Eventually most scientists believed that there was no need to use plants themselves in drugs because chemists could synthesize compounds that were more potent (and often more toxic) than the natural products offered by nature. Now, most pharmaceuticals are synthetic compounds.
But note that the structure of synthetic pharmaceuticals often resembles natural molecules. And as prominent botantical researcher Joanne Raskin noted in her 2002 study, 11 percent of the 252 drugs considered essential by the World Health Organization are exclusively derived from flowering plants.
Viewing plant medicines as simply sources of chemical compounds instead of vital spirits had profound political, economic, and scientific impacts.
Once the therapeutic effects of plants were attributed to inert chemicals, certain medical practitioners, who increasingly wanted to portray their profession as a rational and scientific endeavor, sought to distance themselves from the "superstitious" and intuitive practices of herbalists and other traditional healers. In the United States, the teaching of herbalism in the curricula of medical schools was prohibited and whole schools were closed in the 1930s. One of the casualties was the University of Minnesota's school of homeopathic medicine, which was closed as a result of these reforms.
The 1990s witnessed a swing back toward a more holistic perspective in medicine, with less reliance on potent drugs that often have serious side effects. This change contributed to a renewed interest in botanical medicines that generally have fewer risks than pharmaceutical drugs.
In 1994, in response to overwhelming public demand, the federal government passed the Dietary Supplement Health and Education Act (DSHEA) . DSHEA allowed botanical medicines to be sold as "dietary supplements" as long as the manufacturers didn't make any health claims. (Note that this provision can be somewhat confusing and puts the burden on consumers to research the dietary supplements themselves.)
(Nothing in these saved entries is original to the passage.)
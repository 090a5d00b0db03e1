//! Engineer configuration.
//!
//! Every threshold the pipeline uses lives here, so per-class tuning (a GT3 car
//! wants a different tyre window than a formula car) is a configuration change
//! rather than a code change. Missing keys fall back to the defaults below.
//!
//! ```rust
//! use race_engineer::EngineerConfig;
//!
//! let config = EngineerConfig::from_yaml_str("tyres:\n  target_min: 80.0\n  target_max: 92.0\n")?;
//! assert_eq!(config.tyres.target_min, 80.0);
//! assert_eq!(config.stint.analysis_distance_km, 10.0);
//! # Ok::<(), race_engineer::EngineerError>(())
//! ```

use anyhow::Context;
use serde::{Deserialize, Serialize};
use std::path::Path;
use std::time::Duration;
use tracing::debug;

use crate::{EngineerError, Result};

/// Upper bound on the per-corner tyre window (10 minutes at 60 Hz).
pub const MAX_WINDOW_SAMPLES: usize = 36_000;

/// Longest per-kind event cooldown accepted, in seconds.
pub const MAX_COOLDOWN_SECS: f32 = 3600.0;

/// Top-level configuration for a [`StintEngineer`](crate::StintEngineer).
#[derive(Debug, Clone, Default, PartialEq, Serialize, Deserialize)]
#[serde(default)]
pub struct EngineerConfig {
    pub phase: PhaseConfig,
    pub tyres: TyreConfig,
    pub handling: HandlingConfig,
    pub events: EventConfig,
    pub stint: StintConfig,
    pub steering: SteeringConfig,
    pub monitors: MonitorConfig,
}

/// Pedal and lateral-G thresholds for phase detection.
#[derive(Debug, Clone, PartialEq, Serialize, Deserialize)]
#[serde(default)]
pub struct PhaseConfig {
    pub brake_threshold: f32,
    pub throttle_threshold: f32,
    /// Lateral G above which the car counts as cornering
    pub cornering_lat_g: f32,
    /// Lateral G below which a corner counts as finished
    pub straight_lat_g: f32,
    /// Throttle above which an exit is complete
    pub full_throttle: f32,
    /// Pedal value treated as "released"
    pub pedal_released: f32,
}

impl Default for PhaseConfig {
    fn default() -> Self {
        Self {
            brake_threshold: 0.1,
            throttle_threshold: 0.1,
            cornering_lat_g: 0.5,
            straight_lat_g: 0.2,
            full_throttle: 0.8,
            pedal_released: 0.01,
        }
    }
}

/// Tyre temperature window and setup targets.
#[derive(Debug, Clone, PartialEq, Serialize, Deserialize)]
#[serde(default)]
pub struct TyreConfig {
    pub window_secs: f32,
    pub sample_rate_hz: f32,
    pub target_min: f32,
    pub target_max: f32,
    /// Center vs edge difference that hints at over/under pressure
    pub spread_threshold: f32,
    pub front_camber_delta: f32,
    pub front_camber_tolerance: f32,
    pub rear_camber_delta_min: f32,
    pub rear_camber_delta_max: f32,
    /// Maximum temperature range over the window for a stable corner
    pub stability_range: f32,
    /// Fraction of the window that must be filled before stability is judged
    pub stability_fill: f32,
    /// Below this speed (m/s) the window is paused
    pub min_speed: f32,
}

impl Default for TyreConfig {
    fn default() -> Self {
        Self {
            window_secs: 90.0,
            sample_rate_hz: 1.0,
            target_min: 75.0,
            target_max: 85.0,
            spread_threshold: 3.0,
            front_camber_delta: 7.0,
            front_camber_tolerance: 1.5,
            rear_camber_delta_min: 3.0,
            rear_camber_delta_max: 5.0,
            stability_range: 3.0,
            stability_fill: 0.8,
            min_speed: 5.0,
        }
    }
}

impl TyreConfig {
    /// Number of samples the per-corner window holds.
    pub fn capacity(&self) -> usize {
        (self.window_secs * self.sample_rate_hz).round().clamp(1.0, MAX_WINDOW_SAMPLES as f32) as usize
    }

    /// Internal-clock spacing between accepted samples.
    pub fn sample_interval(&self) -> f64 {
        1.0 / f64::from(self.sample_rate_hz)
    }
}

/// Under/oversteer balance classification.
#[derive(Debug, Clone, PartialEq, Serialize, Deserialize)]
#[serde(default)]
pub struct HandlingConfig {
    pub min_speed: f32,
    pub threshold: f32,
}

impl Default for HandlingConfig {
    fn default() -> Self {
        Self { min_speed: 10.0, threshold: 0.5 }
    }
}

/// Anomaly detection thresholds.
#[derive(Debug, Clone, PartialEq, Serialize, Deserialize)]
#[serde(default)]
pub struct EventConfig {
    pub min_speed_kmh: f32,
    /// Below this speed (m/s) lockup checks are skipped
    pub lockup_min_speed: f32,
    pub lockup_slip_ratio: f32,
    pub entry_slip_delta: f32,
    pub exit_slip_delta: f32,
    pub exit_min_throttle: f32,
    /// Per-kind cooldown in seconds
    pub cooldown_secs: f32,
}

impl Default for EventConfig {
    fn default() -> Self {
        Self {
            min_speed_kmh: 20.0,
            lockup_min_speed: 5.0,
            lockup_slip_ratio: 0.4,
            entry_slip_delta: 1.0,
            exit_slip_delta: 1.5,
            exit_min_throttle: 0.5,
            cooldown_secs: 5.0,
        }
    }
}

impl EventConfig {
    pub fn cooldown(&self) -> Duration {
        Duration::try_from_secs_f32(self.cooldown_secs.max(0.0)).unwrap_or(Duration::MAX)
    }
}

/// Stint workflow thresholds.
#[derive(Debug, Clone, PartialEq, Serialize, Deserialize)]
#[serde(default)]
pub struct StintConfig {
    pub analysis_distance_km: f32,
    /// Laps after which gathering moves on to checking
    pub min_laps: u32,
    /// Speed (m/s) that confirms a new stint after a pit visit
    pub restart_speed: f32,
}

impl Default for StintConfig {
    fn default() -> Self {
        Self { analysis_distance_km: 10.0, min_laps: 2, restart_speed: 10.0 }
    }
}

/// Steering lock usage per lap.
#[derive(Debug, Clone, PartialEq, Serialize, Deserialize)]
#[serde(default)]
pub struct SteeringConfig {
    pub high_usage: f32,
    pub low_usage: f32,
}

impl Default for SteeringConfig {
    fn default() -> Self {
        Self { high_usage: 0.98, low_usage: 0.60 }
    }
}

/// Fuel and wear monitor history.
#[derive(Debug, Clone, PartialEq, Serialize, Deserialize)]
#[serde(default)]
pub struct MonitorConfig {
    pub history_laps: usize,
    /// Litres gained within a lap that count as a refuel
    pub refuel_tolerance: f32,
    /// Minimum spacing (m) between recorded track points
    pub track_point_spacing: f32,
    /// Radii above this (m) are treated as straights
    pub max_corner_radius: f32,
}

impl Default for MonitorConfig {
    fn default() -> Self {
        Self {
            history_laps: 5,
            refuel_tolerance: 1.0,
            track_point_spacing: 2.0,
            max_corner_radius: 200.0,
        }
    }
}

impl EngineerConfig {
    /// Parse and validate a YAML configuration string.
    pub fn from_yaml_str(yaml: &str) -> Result<Self> {
        let config: EngineerConfig = serde_yaml_ng::from_str(yaml).map_err(|e| EngineerError::Parse {
            context: "Engineer configuration".to_string(),
            details: e.to_string(),
        })?;
        config.validate()?;
        Ok(config)
    }

    /// Load, parse and validate a YAML configuration file.
    pub fn from_yaml_file<P: AsRef<Path>>(path: P) -> anyhow::Result<Self> {
        let path = path.as_ref();
        let yaml = std::fs::read_to_string(path)
            .map_err(|e| EngineerError::file_error(path.to_path_buf(), e))
            .with_context(|| format!("reading engineer config {}", path.display()))?;

        let config = Self::from_yaml_str(&yaml)
            .with_context(|| format!("loading engineer config {}", path.display()))?;
        debug!(path = %path.display(), "Loaded engineer configuration");
        Ok(config)
    }

    fn thresholds(&self) -> [(&'static str, f32); 29] {
        let (p, t, h, e) = (&self.phase, &self.tyres, &self.handling, &self.events);
        [
            ("phase.brake_threshold", p.brake_threshold),
            ("phase.throttle_threshold", p.throttle_threshold),
            ("phase.cornering_lat_g", p.cornering_lat_g),
            ("phase.straight_lat_g", p.straight_lat_g),
            ("phase.full_throttle", p.full_throttle),
            ("phase.pedal_released", p.pedal_released),
            ("tyres.window_secs", t.window_secs),
            ("tyres.sample_rate_hz", t.sample_rate_hz),
            ("tyres.target_min", t.target_min),
            ("tyres.target_max", t.target_max),
            ("tyres.spread_threshold", t.spread_threshold),
            ("tyres.front_camber_delta", t.front_camber_delta),
            ("tyres.front_camber_tolerance", t.front_camber_tolerance),
            ("tyres.rear_camber_delta_min", t.rear_camber_delta_min),
            ("tyres.rear_camber_delta_max", t.rear_camber_delta_max),
            ("tyres.stability_range", t.stability_range),
            ("tyres.stability_fill", t.stability_fill),
            ("tyres.min_speed", t.min_speed),
            ("handling.min_speed", h.min_speed),
            ("handling.threshold", h.threshold),
            ("events.min_speed_kmh", e.min_speed_kmh),
            ("events.lockup_min_speed", e.lockup_min_speed),
            ("events.lockup_slip_ratio", e.lockup_slip_ratio),
            ("events.entry_slip_delta", e.entry_slip_delta),
            ("events.exit_slip_delta", e.exit_slip_delta),
            ("events.exit_min_throttle", e.exit_min_throttle),
            ("events.cooldown_secs", e.cooldown_secs),
            ("stint.analysis_distance_km", self.stint.analysis_distance_km),
            ("stint.restart_speed", self.stint.restart_speed),
        ]
    }

    /// Reject configurations the pipeline cannot run with.
    pub fn validate(&self) -> Result<()> {
        let finite_checks = self.thresholds().into_iter().chain([
            ("steering.high_usage", self.steering.high_usage),
            ("steering.low_usage", self.steering.low_usage),
            ("monitors.refuel_tolerance", self.monitors.refuel_tolerance),
            ("monitors.track_point_spacing", self.monitors.track_point_spacing),
            ("monitors.max_corner_radius", self.monitors.max_corner_radius),
        ]);
        for (name, value) in finite_checks {
            if !value.is_finite() {
                return Err(EngineerError::config_error(format!("{name} must be finite, got {value}")));
            }
        }

        let t = &self.tyres;
        if t.window_secs <= 0.0 || t.sample_rate_hz <= 0.0 {
            return Err(EngineerError::config_error(format!(
                "tyre window {}s at {}Hz must be positive",
                t.window_secs, t.sample_rate_hz
            )));
        }
        let samples = f64::from(t.window_secs) * f64::from(t.sample_rate_hz);
        if samples > MAX_WINDOW_SAMPLES as f64 {
            return Err(EngineerError::config_error(format!(
                "tyre window of {samples:.0} samples exceeds the limit of {MAX_WINDOW_SAMPLES}"
            )));
        }
        if t.target_min > t.target_max {
            return Err(EngineerError::config_error(format!(
                "tyre target_min {} exceeds target_max {}",
                t.target_min, t.target_max
            )));
        }
        if t.rear_camber_delta_min > t.rear_camber_delta_max {
            return Err(EngineerError::config_error(format!(
                "rear camber delta range {}..{} is inverted",
                t.rear_camber_delta_min, t.rear_camber_delta_max
            )));
        }
        if t.front_camber_tolerance < 0.0 {
            return Err(EngineerError::config_error("front camber tolerance must not be negative"));
        }
        if !(0.0..=1.0).contains(&t.stability_fill) {
            return Err(EngineerError::config_error(format!(
                "stability fill {} must be within 0..=1",
                t.stability_fill
            )));
        }
        if !(0.0..=MAX_COOLDOWN_SECS).contains(&self.events.cooldown_secs) {
            return Err(EngineerError::config_error(format!(
                "event cooldown {}s must be within 0..={MAX_COOLDOWN_SECS}",
                self.events.cooldown_secs
            )));
        }
        if self.steering.low_usage > self.steering.high_usage {
            return Err(EngineerError::config_error(format!(
                "steering low usage {} exceeds high usage {}",
                self.steering.low_usage, self.steering.high_usage
            )));
        }
        if self.stint.analysis_distance_km <= 0.0 {
            return Err(EngineerError::config_error("analysis distance must be positive"));
        }
        if self.monitors.history_laps == 0 {
            return Err(EngineerError::config_error("monitor history must keep at least one lap"));
        }
        Ok(())
    }
}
In 2007, the Federal Drug Administration (FDA) announced a final rule establishing current good manufacturing practice requirements for dietary supplements. The final rule requires manufacturers to report all adverse events to the FDA, as well as evaluate the identity, purity, quality, strength, and composition of its dietary supplements. This change places more accountability on the industry and should increase consumers' confidence in the quality of dietary supplements, according to the FDA.
Between 1990 and 1997, the use of botanical medicines increased by 380 percent in the United States. By 2010, the global retail sale of botanical dietary supplements amounted to more than $25 billion, according to Nutraceuticals World. Outside the United States, the World Health Organization reports that 75 to 85 percent of the world's population continues to rely on botanical medicines dispensed by traditional healers for primary healthcare, as they have always done.
Scientists have renewed efforts to study botanicals, resulting in increasing scientific evidence for the safety and efficacy of many botanical medicines, especially for chronic diseases  and health maintenance. In addition, schools of pharmacy and medicine have revived courses in science-based herbalism and pharmacognosy. Schools of naturopathic and holistic medicine, such as Bastyr University  in Seattle, are becoming more popular.
The increasing acceptance of botanical medicines seems likely to continue, for generally good reasons. If botanical medicines are used judiciously, based on good scientific evidence and sound therapeutic practice, then they can and should have a place in modern medicine.